Wednesday, April 18, 2007

A Woman's Life Journey

Reading her blog, Julia sounded to me like the typical ‘Kano’ who is adjusting to life in the Philippines. There is an amused awareness of the extremely diverse economic difference in the lifestyle in cities and that of the provinces. There is excitement in the discovery of the Tagalog language and so you try to inject the few words that become familiar into your everyday conversation.
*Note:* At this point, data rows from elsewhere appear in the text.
//! Connectivity indices and the command line flags that request them.

use schemars::JsonSchema;
use serde::{Deserialize, Serialize};
use strum::{Display, EnumIter, EnumString, IntoStaticStr, VariantNames};

#[derive(
    Debug, Clone, Copy,
    Serialize, Deserialize, JsonSchema,
    Display, EnumString, EnumIter, VariantNames, IntoStaticStr,
    PartialEq, Eq, Hash
)]
#[strum(ascii_case_insensitive)]
#[allow(clippy::upper_case_acronyms)]
pub enum ConnectivityIndex {
    /// Number of components
    NC,
    /// Number of links
    NL,
    /// Harary index
    H,
    /// Class coincidence probability
    CCP,
    /// Landscape coincidence probability
    LCP,
    /// Integral index of connectivity
    IIC,
    /// Betweenness centrality
    BC,
    /// Betweenness centrality weighted by IIC
    BCIIC,
    /// Flux
    F,
    /// Area-weighted flux
    AWF,
    /// Probability of connectivity
    PC,
    /// Betweenness centrality weighted by PC
    BCPC,
}

#[derive(Debug, Clone, Copy, PartialEq, Eq)]
pub enum IndexKind {
    /// Computed on links that exist or not
    Binary,
    /// Computed on link probabilities
    Probability,
}

/// How one index is requested
#[derive(Debug, Clone, Copy)]
pub struct IndexRule {
    pub index: ConnectivityIndex,
    pub flag: &'static str,
    pub kind: IndexKind,
    /// Indices Conefor needs alongside this one
    pub implies: &'static [ConnectivityIndex],
}

use ConnectivityIndex::*;

/// Every index in the order its flag is emitted
pub const INDEX_RULES: &[IndexRule] = &[
    IndexRule { index: NC, flag: "-NC", kind: IndexKind::Binary, implies: &[] },
    IndexRule { index: NL, flag: "-NL", kind: IndexKind::Binary, implies: &[] },
    IndexRule { index: H, flag: "-H", kind: IndexKind::Binary, implies: &[] },
    IndexRule { index: CCP, flag: "-CCP", kind: IndexKind::Binary, implies: &[] },
    IndexRule { index: LCP, flag: "-LCP", kind: IndexKind::Binary, implies: &[] },
    IndexRule { index: IIC, flag: "-IIC", kind: IndexKind::Binary, implies: &[] },
    IndexRule { index: BC, flag: "-BC", kind: IndexKind::Binary, implies: &[IIC] },
    IndexRule { index: BCIIC, flag: "-BCIIC", kind: IndexKind::Binary, implies: &[IIC] },
    IndexRule { index: F, flag: "-F", kind: IndexKind::Probability, implies: &[] },
    IndexRule { index: AWF, flag: "-AWF", kind: IndexKind::Probability, implies: &[] },
    IndexRule { index: PC, flag: "-PC", kind: IndexKind::Probability, implies: &[] },
    IndexRule { index: BCPC, flag: "-BCPC", kind: IndexKind::Probability, implies: &[PC] },
];

impl ConnectivityIndex {
    pub fn rule(self) -> &'static IndexRule {
        // Every variant has a row
        INDEX_RULES
            .iter()
            .find(|rule| rule.index == self)
            .unwrap_or(&INDEX_RULES[0])
    }

    pub fn kind(self) -> IndexKind {
        self.rule().kind
    }

    pub fn flag(self) -> &'static str {
        self.rule().flag
    }
}

/// Requested indices plus everything they imply, once each, in table order
pub fn expand(requested: &[ConnectivityIndex]) -> Vec<ConnectivityIndex> {
    INDEX_RULES
        .iter()
        .map(|rule| rule.index)
        .filter(|index| {
            requested
                .iter()
                .any(|r| r == index || r.rule().implies.contains(index))
        })
        .collect()
}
Often times, it is the common phrases that Filipinos use that easily get remembered like – ingat ka (take care); eto, buhay pa (well, still alive); the meals – almusal, (breakfast) tanghalian (lunch) and hapunan (dinner); and the family’s nanay, tatay, ate, kuya (or mother, father, older sister and older brother).

In her blog, she shares in her stories the enormous hospitality of the Filipinos to her group. As a member of the Peace Corps, she lived with ‘foster families’, often in economically challenged situations and in homes with hardly the basic essentials that people from the First World have been so used to that they take it for granted. It is a luxury for homes in provinces to have a flush toilet, a shower and air-conditioning. In her adventures in the Philippines, she acknowledges this in almost the same breath as her appreciation for her foster family’s warmth and generosity. Her ‘foster sister’ offers to wash her clothes (by hand, for sure and not with a washing machine). Her ‘foster parents’ sleep on the living room floor so she can have their bedroom. And she tells stories of how people are always happy, always finding the sunnier side of life despite the hardships. She enjoys her new celebrity status, when people constantly adored her caucasian features and greeted her "ma'am" or 'Julia Roberts'. Kids followed her around, adoring her and probably young pre-pubescent boys developing crushes on her.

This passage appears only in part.